//! Value model - the loosely-typed cell that flows between mapped fields and SQLite
//!
//! Every persisted field converts to and from a [`Value`] through the
//! [`FieldValue`] trait. The trait also carries the field's semantic type,
//! which the schema builder translates into a column type:
//! - text → `TEXT`
//! - integer → `INTEGER`
//! - boolean → `INTEGER` (stored as 0/1)
//! - floating point → `REAL`
//! - anything else → `BLOB`

use crate::{Error, Result};
use rusqlite::types::{FromSql, FromSqlError, FromSqlResult, ToSql, ToSqlOutput, ValueRef};
use serde::Serialize;
use std::fmt;

/// A single SQL value, as bound to a statement or read back from a row.
#[derive(Debug, Clone, PartialEq, Serialize)]
#[serde(untagged)]
pub enum Value {
    Null,
    Integer(i64),
    Real(f64),
    Text(String),
    Blob(Vec<u8>),
}

impl Value {
    /// Name of the storage class, used in coercion errors
    pub fn type_name(&self) -> &'static str {
        match self {
            Value::Null => "NULL",
            Value::Integer(_) => "INTEGER",
            Value::Real(_) => "REAL",
            Value::Text(_) => "TEXT",
            Value::Blob(_) => "BLOB",
        }
    }

    pub fn is_null(&self) -> bool {
        matches!(self, Value::Null)
    }

    /// Decode into a field type, applying the coercions of [`FieldValue`]
    pub fn decode<T: FieldValue>(self) -> Result<T> {
        T::from_value(self)
    }
}

impl fmt::Display for Value {
    fn fmt(&self, f: &mut fmt::Formatter<'_>) -> fmt::Result {
        match self {
            Value::Null => write!(f, "NULL"),
            Value::Integer(i) => write!(f, "{}", i),
            Value::Real(r) => write!(f, "{}", r),
            Value::Text(s) => write!(f, "{}", s),
            Value::Blob(b) => write!(f, "<{} bytes>", b.len()),
        }
    }
}

impl ToSql for Value {
    fn to_sql(&self) -> rusqlite::Result<ToSqlOutput<'_>> {
        let borrowed = match self {
            Value::Null => ValueRef::Null,
            Value::Integer(i) => ValueRef::Integer(*i),
            Value::Real(r) => ValueRef::Real(*r),
            Value::Text(s) => ValueRef::Text(s.as_bytes()),
            Value::Blob(b) => ValueRef::Blob(b),
        };
        Ok(ToSqlOutput::Borrowed(borrowed))
    }
}

impl FromSql for Value {
    fn column_result(value: ValueRef<'_>) -> FromSqlResult<Self> {
        Ok(match value {
            ValueRef::Null => Value::Null,
            ValueRef::Integer(i) => Value::Integer(i),
            ValueRef::Real(r) => Value::Real(r),
            ValueRef::Text(t) => Value::Text(
                String::from_utf8(t.to_vec()).map_err(|e| FromSqlError::Other(Box::new(e)))?,
            ),
            ValueRef::Blob(b) => Value::Blob(b.to_vec()),
        })
    }
}

/// Semantic type of a mapped field, independent of the storage class
#[derive(Debug, Clone, Copy, PartialEq, Eq, Hash)]
pub enum SemanticType {
    Text,
    Integer,
    Boolean,
    Float,
    Other,
}

/// Conversion between a Rust field type and a [`Value`].
///
/// `from_value` is where storage classes are coerced back into field types:
/// an INTEGER 0/1 becomes a `bool`, an INTEGER becomes an `f64`, TEXT becomes
/// bytes, and NULL becomes `None` for optional fields. Anything else is a
/// [`Error::Materialization`].
pub trait FieldValue: Sized {
    const SEMANTIC: SemanticType;

    fn to_value(&self) -> Value;

    fn from_value(value: Value) -> Result<Self>;
}

fn mismatch<T>(expected: &str, value: &Value) -> Result<T> {
    Err(Error::Materialization(format!(
        "cannot convert {} into {}",
        value.type_name(),
        expected
    )))
}

impl FieldValue for String {
    const SEMANTIC: SemanticType = SemanticType::Text;

    fn to_value(&self) -> Value {
        Value::Text(self.clone())
    }

    fn from_value(value: Value) -> Result<Self> {
        match value {
            Value::Text(s) => Ok(s),
            other => mismatch("text", &other),
        }
    }
}

impl FieldValue for i64 {
    const SEMANTIC: SemanticType = SemanticType::Integer;

    fn to_value(&self) -> Value {
        Value::Integer(*self)
    }

    fn from_value(value: Value) -> Result<Self> {
        match value {
            Value::Integer(i) => Ok(i),
            other => mismatch("i64", &other),
        }
    }
}

macro_rules! narrow_integer {
    ($($ty:ty),*) => {
        $(
            impl FieldValue for $ty {
                const SEMANTIC: SemanticType = SemanticType::Integer;

                fn to_value(&self) -> Value {
                    Value::Integer(i64::from(*self))
                }

                fn from_value(value: Value) -> Result<Self> {
                    match value {
                        Value::Integer(i) => <$ty>::try_from(i).map_err(|_| {
                            Error::Materialization(format!(
                                "integer {} out of range for {}",
                                i,
                                stringify!($ty)
                            ))
                        }),
                        other => mismatch(stringify!($ty), &other),
                    }
                }
            }
        )*
    };
}

narrow_integer!(i32, u32, i16, u16, i8, u8);

impl FieldValue for bool {
    const SEMANTIC: SemanticType = SemanticType::Boolean;

    fn to_value(&self) -> Value {
        Value::Integer(i64::from(*self))
    }

    fn from_value(value: Value) -> Result<Self> {
        match value {
            Value::Integer(i) => Ok(i != 0),
            other => mismatch("bool", &other),
        }
    }
}

impl FieldValue for f64 {
    const SEMANTIC: SemanticType = SemanticType::Float;

    fn to_value(&self) -> Value {
        Value::Real(*self)
    }

    fn from_value(value: Value) -> Result<Self> {
        match value {
            Value::Real(r) => Ok(r),
            Value::Integer(i) => Ok(i as f64),
            other => mismatch("f64", &other),
        }
    }
}

impl FieldValue for f32 {
    const SEMANTIC: SemanticType = SemanticType::Float;

    fn to_value(&self) -> Value {
        Value::Real(f64::from(*self))
    }

    fn from_value(value: Value) -> Result<Self> {
        f64::from_value(value).map(|r| r as f32)
    }
}

impl FieldValue for Vec<u8> {
    const SEMANTIC: SemanticType = SemanticType::Other;

    fn to_value(&self) -> Value {
        Value::Blob(self.clone())
    }

    fn from_value(value: Value) -> Result<Self> {
        match value {
            Value::Blob(b) => Ok(b),
            Value::Text(s) => Ok(s.into_bytes()),
            other => mismatch("bytes", &other),
        }
    }
}

impl<T: FieldValue> FieldValue for Option<T> {
    const SEMANTIC: SemanticType = T::SEMANTIC;

    fn to_value(&self) -> Value {
        match self {
            Some(inner) => inner.to_value(),
            None => Value::Null,
        }
    }

    fn from_value(value: Value) -> Result<Self> {
        match value {
            Value::Null => Ok(None),
            other => T::from_value(other).map(Some),
        }
    }
}

macro_rules! value_from {
    ($($ty:ty),*) => {
        $(
            impl From<$ty> for Value {
                fn from(v: $ty) -> Self {
                    v.to_value()
                }
            }
        )*
    };
}

value_from!(String, i64, i32, u32, i16, u16, i8, u8, bool, f64, f32, Vec<u8>);

impl From<&str> for Value {
    fn from(s: &str) -> Self {
        Value::Text(s.to_string())
    }
}

impl<T: Into<Value>> From<Option<T>> for Value {
    fn from(v: Option<T>) -> Self {
        v.map(Into::into).unwrap_or(Value::Null)
    }
}
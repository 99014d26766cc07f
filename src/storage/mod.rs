//! Storage Layer - SQLite-backed persistence for mapped types
//!
//! Pipeline per operation:
//! - schema: entity metadata → `CREATE TABLE IF NOT EXISTS`
//! - statement: entity metadata + operation → SQL text and ordered parameters
//! - pool: one pooled connection acquired per operation, released on drop
//! - materialize: result rows → typed instances or raw column maps
//! - sqlite: the `SqliteDao` facade orchestrating the above

pub mod schema;
pub mod statement;
pub mod materialize;
pub mod pool;
pub mod sqlite;

pub use materialize::RawRow;
pub use pool::{ConnectionPool, PoolConfig, PooledConnection};
pub use statement::PreparedOperation;
pub use sqlite::SqliteDao;
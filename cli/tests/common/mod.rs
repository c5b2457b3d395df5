#![allow(dead_code)]

use journalkeeper::api::ApiClient;
use journalkeeper::storage::{FileTokenStore, TokenStore};
use journalkeeper::thunks::Services;
use journalkeeper::{AppState, Store};
use serde_json::{Value, json};
use std::path::PathBuf;
use tempfile::TempDir;

pub const TOKEN: &str = "jwt-abc";

/// Services wired to `base_url` with a file token store inside `dir`.
pub fn services(base_url: &str, dir: &TempDir) -> Services {
    Services::new(
        ApiClient::new(base_url),
        Box::new(FileTokenStore::new(token_path(dir))),
    )
}

pub fn token_path(dir: &TempDir) -> PathBuf {
    dir.path().join("storage.toml")
}

pub fn stored_token(dir: &TempDir) -> Option<String> {
    FileTokenStore::new(token_path(dir)).load().unwrap()
}

pub fn signed_in_store() -> Store {
    Store::new(AppState::with_token(Some(TOKEN.to_string())))
}

pub fn alert_messages(store: &Store) -> Vec<String> {
    store
        .state()
        .alerts
        .iter()
        .map(|a| a.message.clone())
        .collect()
}

pub fn entry_json(id: i64, timestamp: &str, content: &str) -> Value {
    json!({
        "id": id,
        "timestamp": timestamp,
        "content": content,
        "createdAt": "2024-01-01T00:00:00Z",
        "updatedAt": "2024-01-01T00:00:00Z",
        "userId": 1
    })
}
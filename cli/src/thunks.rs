//! Asynchronous action creators.
//!
//! Each thunk dispatches `pending`, awaits exactly one request, then
//! dispatches `fulfilled` or `rejected` and hands the outcome back to the
//! caller so it can chain its own alerts.

use crate::actions::{self, Action, Lifecycle};
use crate::api::ApiClient;
use crate::error::RequestError;
use crate::models::{Entry, EntryDraft, NewUser, UserProfile};
use crate::storage::TokenStore;
use crate::store::Store;
use std::future::Future;

pub const SIGN_IN_REQUIRED: &str = "YOU MUST BE SIGNED IN";

/// Collaborators the thunks talk to.
pub struct Services {
    pub api: ApiClient,
    pub tokens: Box<dyn TokenStore>,
}

impl Services {
    pub fn new(api: ApiClient, tokens: Box<dyn TokenStore>) -> Self {
        Self { api, tokens }
    }
}

async fn run<T, Fut>(
    store: &mut Store,
    wrap: fn(Lifecycle<T>) -> Action,
    request: Fut,
) -> Result<T, RequestError>
where
    T: Clone,
    Fut: Future<Output = Result<T, RequestError>>,
{
    store.dispatch(wrap(Lifecycle::Pending));
    match request.await {
        Ok(payload) => {
            store.dispatch(wrap(Lifecycle::Fulfilled(payload.clone())));
            Ok(payload)
        }
        Err(e) => {
            store.dispatch(wrap(Lifecycle::Rejected(e.message())));
            Err(e)
        }
    }
}

/// Like [`run`] for endpoints behind bearer auth.
///
/// Without a token nothing is sent. A 401 signs the user out so the stale
/// token is not reused.
async fn run_authed<'s, T, F, Fut>(
    store: &mut Store,
    services: &'s Services,
    wrap: fn(Lifecycle<T>) -> Action,
    request: F,
) -> Result<T, RequestError>
where
    T: Clone,
    F: FnOnce(&'s ApiClient, String) -> Fut,
    Fut: Future<Output = Result<T, RequestError>>,
{
    let token = store
        .state()
        .auth
        .token
        .clone()
        .filter(|t| !t.trim().is_empty());
    let Some(token) = token else {
        store.dispatch(wrap(Lifecycle::Pending));
        store.dispatch(wrap(Lifecycle::Rejected(SIGN_IN_REQUIRED.to_string())));
        return Err(RequestError::Unauthorized(SIGN_IN_REQUIRED.to_string()));
    };

    let result = run(store, wrap, request(&services.api, token)).await;
    if let Err(e) = &result {
        if e.is_unauthorized() {
            log::info!("token rejected by server, signing out");
            sign_out(store, services);
        }
    }
    result
}

/// Registers a new account. Does not sign in.
pub async fn create_user(
    store: &mut Store,
    services: &Services,
    user: NewUser,
) -> Result<(), RequestError> {
    run(store, Action::CreateUser, services.api.create_user(&user)).await
}

/// Exchanges credentials for a token, keeps it in state and persists it.
pub async fn issue_token(
    store: &mut Store,
    services: &Services,
    username: &str,
    password: &str,
) -> Result<String, RequestError> {
    let token = run(
        store,
        Action::IssueToken,
        services.api.create_token(username, password),
    )
    .await?;

    // A failed write only costs the next run a sign-in.
    if let Err(e) = services.tokens.save(&token) {
        log::warn!("could not persist token: {:#}", e);
    }
    Ok(token)
}

/// Forgets the token locally and in persistent storage.
pub fn sign_out(store: &mut Store, services: &Services) {
    if let Err(e) = services.tokens.clear() {
        log::warn!("could not clear persisted token: {:#}", e);
    }
    store.dispatch(actions::sign_out());
}

pub async fn fetch_profile(
    store: &mut Store,
    services: &Services,
) -> Result<UserProfile, RequestError> {
    run_authed(store, services, Action::FetchProfile, |api, token| async move {
        api.user_profile(&token).await
    })
    .await
}

pub async fn fetch_entries(
    store: &mut Store,
    services: &Services,
) -> Result<Vec<Entry>, RequestError> {
    run_authed(store, services, Action::FetchEntries, |api, token| async move {
        api.list_entries(&token).await
    })
    .await
}

pub async fn create_entry(
    store: &mut Store,
    services: &Services,
    draft: EntryDraft,
) -> Result<Entry, RequestError> {
    run_authed(store, services, Action::CreateEntry, |api, token| async move {
        api.create_entry(&token, &draft).await
    })
    .await
}

pub async fn update_entry(
    store: &mut Store,
    services: &Services,
    id: i64,
    draft: EntryDraft,
) -> Result<Entry, RequestError> {
    run_authed(store, services, Action::UpdateEntry, |api, token| async move {
        api.update_entry(&token, id, &draft).await
    })
    .await
}

pub async fn delete_entry(
    store: &mut Store,
    services: &Services,
    id: i64,
) -> Result<i64, RequestError> {
    run_authed(store, services, Action::DeleteEntry, |api, token| async move {
        api.delete_entry(&token, id).await.map(|()| id)
    })
    .await
}
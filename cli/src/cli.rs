use clap::{Parser, Subcommand};

#[derive(Parser)]
#[command(name = "journalkeeper")]
#[command(about = "Keep a personal, dated journal", long_about = None)]
pub struct Cli {
    #[command(subcommand)]
    pub command: Commands,

    /// Override the JournalKeeper API URL
    #[arg(long, global = true)]
    pub api_url: Option<String>,
}

#[derive(Subcommand)]
pub enum Commands {
    /// Create a new account
    Signup,
    /// Sign in and remember the token
    Signin,
    /// Forget the stored token
    Signout,
    /// Show whether a token is stored
    Status,
    /// Show the signed-in user's profile
    Profile,
    /// Manage journal entries
    #[command(subcommand)]
    Entries(EntriesCommand),
}

#[derive(Subcommand)]
pub enum EntriesCommand {
    /// List entries, newest first
    List,
    /// Write a new entry
    Add,
    /// Edit an existing entry
    Edit {
        /// Entry id
        id: i64,
    },
    /// Delete an entry
    Delete {
        /// Entry id
        id: i64,
    },
}
use super::notify;
use crate::logger::Logger;
use crate::models::UserProfile;
use crate::store::Store;
use crate::thunks::{self, Services};

pub async fn load(store: &mut Store, services: &Services) -> bool {
    match thunks::fetch_profile(store, services).await {
        Ok(_) => true,
        Err(e) => {
            notify(store, e.message());
            false
        }
    }
}

pub fn render(profile: &UserProfile) {
    Logger::header("Profile");
    Logger::info(format!("Username: {}", Logger::highlight(&profile.username)));
    Logger::info(format!("Name:     {}", profile.name));
    Logger::info(format!("Email:    {}", profile.email));
    if let Some(created) = profile.created_at {
        Logger::info(format!(
            "Member since {}",
            Logger::dim(created.format("%Y-%m-%d"))
        ));
    }
}
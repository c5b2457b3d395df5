use reqwest::StatusCode;
use thiserror::Error;

/// Message stored when the backend did not explain what went wrong.
pub const FALLBACK_ERROR: &str = "ERROR NOT FROM BACKEND";

/// Failure of a single request against the JournalKeeper API.
#[derive(Debug, Error)]
pub enum RequestError {
    /// The request never got a response (connection refused, DNS, TLS...).
    #[error("network error: {0}")]
    Network(#[from] reqwest::Error),

    #[error("server responded {status}: {message}")]
    Server { status: StatusCode, message: String },

    /// 401 from the backend, or no token to send in the first place.
    #[error("unauthorized: {0}")]
    Unauthorized(String),

    /// A 2xx response whose body did not match the expected shape.
    #[error("invalid response body: {0}")]
    Decode(String),
}

impl RequestError {
    /// The string that ends up in `request_error` and in the user-facing alert.
    pub fn message(&self) -> String {
        match self {
            RequestError::Server { message, .. } | RequestError::Unauthorized(message) => {
                message.clone()
            }
            RequestError::Network(_) | RequestError::Decode(_) => FALLBACK_ERROR.to_string(),
        }
    }

    pub fn is_unauthorized(&self) -> bool {
        matches!(self, RequestError::Unauthorized(_))
    }
}

/// Pulls `{"error": "..."}` out of a failed response body.
///
/// Anything else (HTML error pages, empty bodies, JSON without the field)
/// collapses to [`FALLBACK_ERROR`].
pub fn extract_error_message(body: &str) -> String {
    serde_json::from_str::<crate::models::ErrorBody>(body)
        .ok()
        .and_then(|b| b.error)
        .filter(|e| !e.trim().is_empty())
        .unwrap_or_else(|| FALLBACK_ERROR.to_string())
}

Try it:
From the listing above, output exactly the run of lines that starts with the line containing "fn from(s: &str)" and ends with the line containing "use journalkeeper::api::ApiClient;".

Result:
    fn from(s: &str) -> Self {
        Value::Text(s.to_string())
    }
}

impl<T: Into<Value>> From<Option<T>> for Value {
    fn from(v: Option<T>) -> Self {
        v.map(Into::into).unwrap_or(Value::Null)
    }
}
repository 99014d26766cc07f
filename src/storage/mod.rs
//! Storage Layer - SQLite-backed persistence for mapped types
//!
//! Pipeline per operation:
//! - schema: entity metadata → `CREATE TABLE IF NOT EXISTS`
//! - statement: entity metadata + operation → SQL text and ordered parameters
//! - pool: one pooled connection acquired per operation, released on drop
//! - materialize: result rows → typed instances or raw column maps
//! - sqlite: the `SqliteDao` facade orchestrating the above

pub mod schema;
pub mod statement;
pub mod materialize;
pub mod pool;
pub mod sqlite;

pub use materialize::RawRow;
pub use pool::{ConnectionPool, PoolConfig, PooledConnection};
pub use statement::PreparedOperation;
pub use sqlite::SqliteDao;
filename cli/tests/common/mod.rs
repository c5b2457b3d395df5
#![allow(dead_code)]

use journalkeeper::api::ApiClient;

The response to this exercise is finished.